On deism versus theism; deists believe in a ‘God’ that set all the laws in motion, creates the universe according to a grand design, then he/she/it sodded off and otherwise paid no further attention to a bunch of primates on some half-baked half-frozen rock. Theists believe in the more classic interpretation of God, answering prayers, sending plagues and poison monkeys and whatnot.
Humphrey never came close to suggesting that parents should not be allowed to raise their children. That assertion is still just as false as it ever was. Further extropolating state mandated separation from an already false assumption is not remotely justified.
In Deism, the creator does not interact with the universe after creation. An analogy is commonly made to a watch which is wound up and then left to run on its own. The Deistic model does not allow for miracles/revelation, etc.

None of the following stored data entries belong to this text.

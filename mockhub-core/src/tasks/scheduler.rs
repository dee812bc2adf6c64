// mockhub-core/src/tasks/scheduler.rs

use std::sync::Arc;
use std::time::Duration;
use tokio::sync::watch;
use tokio::task::JoinHandle;
use tracing::{info, warn};

use mockhub_common::traits::SubscriptionRepository;

use crate::services::VerificationService;
use crate::tasks::hub_maintenance::{spawn_purge_task, spawn_removal_task, spawn_verification_task};

/// What happens to a pass that is mid-flight when the scheduler stops.
#[derive(Debug, Clone, Copy, PartialEq, Eq, Default)]
pub enum ShutdownMode {
    /// Let it finish.
    #[default]
    Graceful,
    /// Drop it. Uncommitted store work is rolled back.
    Abort,
}

/// The three periodic hub jobs, sharing one interval and one shutdown flag.
pub struct Scheduler {
    shutdown_tx: watch::Sender<bool>,
    handles: Vec<JoinHandle<()>>,
}

impl Scheduler {
    pub fn start(
        verification: Arc<VerificationService>,
        repo: Arc<dyn SubscriptionRepository>,
        interval: Duration,
    ) -> Self {
        let (shutdown_tx, shutdown_rx) = watch::channel(false);
        let handles = vec![
            spawn_verification_task(verification.clone(), interval, shutdown_rx.clone()),
            spawn_removal_task(verification, interval, shutdown_rx.clone()),
            spawn_purge_task(repo, interval, shutdown_rx),
        ];
        info!("Scheduler started ({} jobs every {:?})", handles.len(), interval);
        Self { shutdown_tx, handles }
    }

    pub fn is_running(&self) -> bool {
        !self.handles.is_empty()
    }

    /// Cancels future passes and stops the jobs. Safe to call more than once.
    pub async fn shutdown(&mut self, mode: ShutdownMode) {
        let _ = self.shutdown_tx.send(true);
        let handles = std::mem::take(&mut self.handles);
        for handle in handles {
            if mode == ShutdownMode::Abort {
                handle.abort();
            }
            match handle.await {
                Ok(()) => {}
                Err(e) if e.is_cancelled() => {}
                Err(e) => warn!("Scheduler job ended abnormally: {}", e),
            }
        }
    }
}

#[cfg(test)]
mod tests {
    use super::*;
    use chrono::{Duration as ChronoDuration, Utc};
    use mockhub_common::models::{Filter, NewSubscription, TopicKind, NO_CLIENT_ID};
    use crate::http::MockHubHttpClient;
    use crate::repositories::SqliteSubscriptionRepository;
    use crate::test_utils::helpers::setup_test_database;
    use crate::Error;

    #[tokio::test]
    async fn test_purge_job_runs_on_its_own() -> Result<(), Error> {
        let (_dir, db) = setup_test_database().await?;
        let repo: Arc<dyn SubscriptionRepository> = Arc::new(SqliteSubscriptionRepository::new(db));
        repo.create_subscription(&NewSubscription {
            callback_url: "http://localhost:9/old".into(),
            secret: "s".into(),
            expires_at: Utc::now() - ChronoDuration::seconds(1),
            created_by_client_id: NO_CLIENT_ID.into(),
            filter: Filter::new(TopicKind::StreamChanged).with("user_id", "1")?,
        })
            .await?;
        // mark it validated so only the purge job can remove it
        let id = repo.get_by_callback("http://localhost:9/old").await?.expect("row").id;
        repo.mark_validated(id).await?;

        let verification = Arc::new(VerificationService::new(
            repo.clone(),
            Arc::new(MockHubHttpClient::new()),
            false,
        ));
        let mut scheduler = Scheduler::start(verification, repo.clone(), Duration::from_millis(20));

        let mut purged = false;
        for _ in 0..100 {
            if repo.count().await? == 0 {
                purged = true;
                break;
            }
            tokio::time::sleep(Duration::from_millis(10)).await;
        }
        scheduler.shutdown(ShutdownMode::Graceful).await;
        assert!(purged, "expired row was never purged");
        assert!(!scheduler.is_running());
        Ok(())
    }

    #[tokio::test]
    async fn test_shutdown_is_idempotent() -> Result<(), Error> {
        let (_dir, db) = setup_test_database().await?;
        let repo: Arc<dyn SubscriptionRepository> = Arc::new(SqliteSubscriptionRepository::new(db));
        let verification = Arc::new(VerificationService::new(
            repo.clone(),
            Arc::new(MockHubHttpClient::new()),
            false,
        ));

        let mut scheduler = Scheduler::start(verification, repo, Duration::from_secs(3600));
        scheduler.shutdown(ShutdownMode::Abort).await;
        scheduler.shutdown(ShutdownMode::Graceful).await;
        assert!(!scheduler.is_running());
        Ok(())
    }
}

The creator makes the universe and then steps aside from it.
Extrapolating state mandated seperation from the statement that parents have no right to enculturate their children, and society has a duty to prevent the same if said enculturation is harmful, is quite reasonable, as it is I would submit the only possible way to ensure said enculturation does not take place.
Though again I stress Humphrey never states anything about seperation.
Or are you still of the opinion that Humphrey was only concerned with public education?
Rejecting a critic’s comments because he uses the word “jejune” strikes me as an argument that’s rather, well, jejune.
Same thing with glibly dismissing their objections as just “a contrived form of the ontological argument.”
That is absolutely incorrect. Plantinga specifically emphasized that Dawkins’ attempt at philosophy is sophomoric even if you taken into account the fact that Dawkins is not a philosopher. In short, the problem is not simply that Dawkins is a scientist; rather, the problem is that his attempt at philosophy demonstrates how little he knows about that subject.
Michael Ruse voices similar objections. Ruse, in case you didn’t know, is both a philosophy professor and one of the foremost atheist debaters of this day. As a professor, he would surely take pleasure in seeing a layperson demonstrate basic competence in philosophy. As a debater, he would surely take delight in seeing the populace offer a well-argued defense of atheism. Instead, he laments the poor quality of Dawkins’ arguments, stating that they are an embarassment to him as an atheist.
Ruse believes that Christianity and evolution can be harmonized, as do a great many scientists, philosophers, and theologians. You obviously hold a different view. Regardless of who is correct on this matter, Ruse’s remark on evolution is ultimately a secondary point – just one of many criticisms that he and other philosophers have voiced of Dawkins’ book. So even if we were to grant that claim, it would do nothing to demonstrate the supposedly high quality of Dawkins’ attempt at philosophy.
Now, if you want a scientist’s viewpoint, there is H. Allen Orr, an atheist and an evolutionary biologist who specializes in reviewing texts that explore philosophy and science. (Indeed, this aspect of his work was key to his current professorial appointment.) What was Orr’s conclusion?
“Despite my admiration for much of Dawkins’s work, I’m afraid that I’m among those scientists who must part company with him here. Indeed, The God Delusion seems to me badly flawed. Though I once labeled Dawkins a professional atheist, I’m forced, after reading his new book, to conclude he’s actually more an amateur. I don’t pretend to know whether there’s more to the world than meets the eye and, for all I know, Dawkins’s general conclusion is right. But his book makes a far from convincing case.”
As an atheist and an evolutionary biologist, Orr would have every reason to support Dawkins’ viewpoint. Instead, he laments the poor quality of the reasoning that Dawkins used – and he was absolutely right to do so.